Carterton painter Annette Dunnage-Roy has been a member of the Artists Alliance since the 1990s and organised the event because she has been impressed with the professionalism and support received so far. "It's important if artists want to grow, to find out what's available outside of the Wairarapa and the Artists Alliance provides this in one package." Through being a member, she has found out about opportunities for painters in New Zealand and internationally; received advice on the costs of participating in the Venice Biennale, and on how to act when an artwork was damaged during unpacking at a venue.

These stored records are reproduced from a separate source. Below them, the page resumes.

//! MySQL DDL parsing for column order extraction.
//!
//! Only the column names of a CREATE TABLE statement are extracted, in
//! declaration order. Keys, indexes and constraints are skipped.

use once_cell::sync::Lazy;
use regex::Regex;

/// Regex to extract table name from CREATE TABLE
/// Supports: `table`, table, `schema`.`table`
static CREATE_TABLE_NAME_RE: Lazy<Regex> = Lazy::new(|| {
    Regex::new(r#"(?i)CREATE\s+(?:TEMPORARY\s+)?TABLE\s+(?:IF\s+NOT\s+EXISTS\s+)?(?:[`"\w]+\s*\.\s*)*[`"]?([^`"\s(]+)[`"]?"#)
        .unwrap()
});

/// Regex for column definition
/// Supports: `column` (MySQL), "column" (ANSI), column (unquoted)
static COLUMN_DEF_RE: Lazy<Regex> =
    Lazy::new(|| Regex::new(r#"^\s*(?:`((?:[^`]|``)+)`|"([^"]+)"|([^`"\s,]+))\s+\w+"#).unwrap());

/// Body entries that are not column definitions
const CONSTRAINT_PREFIXES: [&str; 10] = [
    "PRIMARY KEY",
    "CONSTRAINT",
    "FOREIGN KEY",
    "KEY ",
    "INDEX ",
    "UNIQUE ",
    "FULLTEXT ",
    "SPATIAL ",
    "CHECK ",
    "PERIOD ",
];

/// Table name and ordered column names of a CREATE TABLE statement
pub fn parse_create_table(stmt: &str) -> Option<(String, Vec<String>)> {
    let table_name = extract_create_table_name(stmt)?;
    let body = extract_table_body(stmt)?;

    let columns: Vec<String> = split_table_body(&body)
        .iter()
        .filter(|part| !is_constraint(part))
        .filter_map(|part| parse_column_name(part))
        .collect();

    if columns.is_empty() {
        return None;
    }

    Some((table_name, columns))
}

pub fn extract_create_table_name(stmt: &str) -> Option<String> {
    CREATE_TABLE_NAME_RE
        .captures(stmt)
        .and_then(|c| c.get(1))
        .map(|m| m.as_str().to_string())
}

fn is_constraint(part: &str) -> bool {
    let upper = part.trim_start().to_uppercase();
    CONSTRAINT_PREFIXES.iter().any(|p| upper.starts_with(p))
}

fn parse_column_name(def: &str) -> Option<String> {
    let caps = COLUMN_DEF_RE.captures(def)?;
    let name = caps.get(1).or_else(|| caps.get(2)).or_else(|| caps.get(3))?;
    Some(name.as_str().replace("``", "`"))
}

/// Extract the body of a CREATE TABLE statement (between first ( and matching ))
fn extract_table_body(stmt: &str) -> Option<String> {
    let bytes = stmt.as_bytes();
    let mut depth = 0;
    let mut start = None;
    let mut in_string = false;
    let mut escape_next = false;

    for (i, &b) in bytes.iter().enumerate() {
        if escape_next {
            escape_next = false;
            continue;
        }

        if b == b'\\' && in_string {
            escape_next = true;
            continue;
        }

        if b == b'\'' {
            in_string = !in_string;
            continue;
        }

        if in_string {
            continue;
        }

        if b == b'(' {
            if depth == 0 {
                start = Some(i + 1);
            }
            depth += 1;
        } else if b == b')' && depth > 0 {
            depth -= 1;
            if depth == 0 {
                return start.map(|s| stmt[s..i].to_string());
            }
        }
    }

    None
}

/// Split table body by commas, respecting nested parentheses and strings
fn split_table_body(body: &str) -> Vec<String> {
    let mut parts = Vec::new();
    let mut current = String::new();
    let mut depth = 0;
    let mut in_string = false;
    let mut escape_next = false;

    for ch in body.chars() {
        if escape_next {
            current.push(ch);
            escape_next = false;
            continue;
        }

        if ch == '\\' && in_string {
            current.push(ch);
            escape_next = true;
            continue;
        }

        if ch == '\'' {
            in_string = !in_string;
            current.push(ch);
            continue;
        }

        if in_string {
            current.push(ch);
            continue;
        }

        match ch {
            '(' => {
                depth += 1;
                current.push(ch);
            }
            ')' => {
                depth -= 1;
                current.push(ch);
            }
            ',' if depth == 0 => {
                parts.push(current.trim().to_string());
                current.clear();
            }
            _ => current.push(ch),
        }
    }

    if !current.trim().is_empty() {
        parts.push(current.trim().to_string());
    }

    parts
}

John Casey, who runs Silver Image Photography in Greytown and had a solo exhibition at Aratoi in 2008, was one of those who attended: "Like a lot of artists, I'm interested in exploring the possibilities of working with a dealer gallery at some stage, and want to know more about breaking into that area, so I found it useful."

The Artist Alliance has published The Code of Practice for Artists and Dealers which sets out best practice for managing copyright, contracts, and obligations for the artist and gallery. An annual subscription gives members a quarterly magazine, monthly newsletter and access to online resources. Maggie advises artists to ask what a gallery is offering in return for their commission, which can sometimes be up to 45%. She also pointed out that an entry form is actually a contract and, once signed, the artist has signed to its conditions.

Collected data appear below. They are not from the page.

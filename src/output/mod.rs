//! Output module for run reports
//!
//! Condensed pages themselves live in the output store; this module only
//! records what a run did.

pub mod stats;

pub use stats::{print_summary, FailedJob, RunSummary};
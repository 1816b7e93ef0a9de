//! Page source: where crawl results come from
//!
//! This module fetches documentation pages, renders them to markdown
//! text and hands them out as a lazy stream of `CrawlResult` values.

mod fetcher;
mod page_source;
mod parser;

pub use fetcher::{build_http_client, fetch_html, fetch_url, is_html, user_agent, FetchResult};
pub use page_source::PageSource;
pub use parser::{extract_links, parse_html, parse_sitemap, render_markdown, ParsedPage};

use crate::UrlError;
use thiserror::Error;

/// One rendered page, consumed exactly once
#[derive(Debug, Clone, PartialEq, Eq)]
pub struct CrawlResult {
    pub url: String,
    pub markdown: String,
}

impl CrawlResult {
    pub fn new(url: impl Into<String>, markdown: impl Into<String>) -> Self {
        Self {
            url: url.into(),
            markdown: markdown.into(),
        }
    }

    /// Size of the markdown in characters
    pub fn size(&self) -> usize {
        self.markdown.chars().count()
    }
}

/// Errors raised while setting up or seeding the page source
#[derive(Debug, Error)]
pub enum SourceError {
    #[error("Invalid seed URL '{url}': {source}")]
    InvalidSeed {
        url: String,
        #[source]
        source: UrlError,
    },

    #[error("Failed to read sitemap {url}: {reason}")]
    Sitemap { url: String, reason: String },
}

Helene Carroll, who had a solo exhibition Thinking About Matisse at Aratoi earlier this year, thinks young artists particularly would benefit from membership: "They have an overview of artists' residencies, galleries and events listings throughout New Zealand, and they seem to be well resourced and have the interests of artists at heart."

Catherine Day, whose exhibition gnossienne is currently showing at Aratoi, says the session made her realise that there are professional standards that can be adhered to by practising artists, but it also got her thinking about a home-grown, local network for artists: "I think a lot of us would benefit from a forum where we could share information and experiences, for example, hear from someone who has been on overseas residency and how they achieved that. It 's good to be able to look at the residencies available nationwide but there's like being able to talk to people here at a local level about what they've done and what's worked for them. Aratoi could be a good focus for an art discussion group," she said.

Maggie says she was pleased with the response in Wairarapa and hopes to make an annual visit here.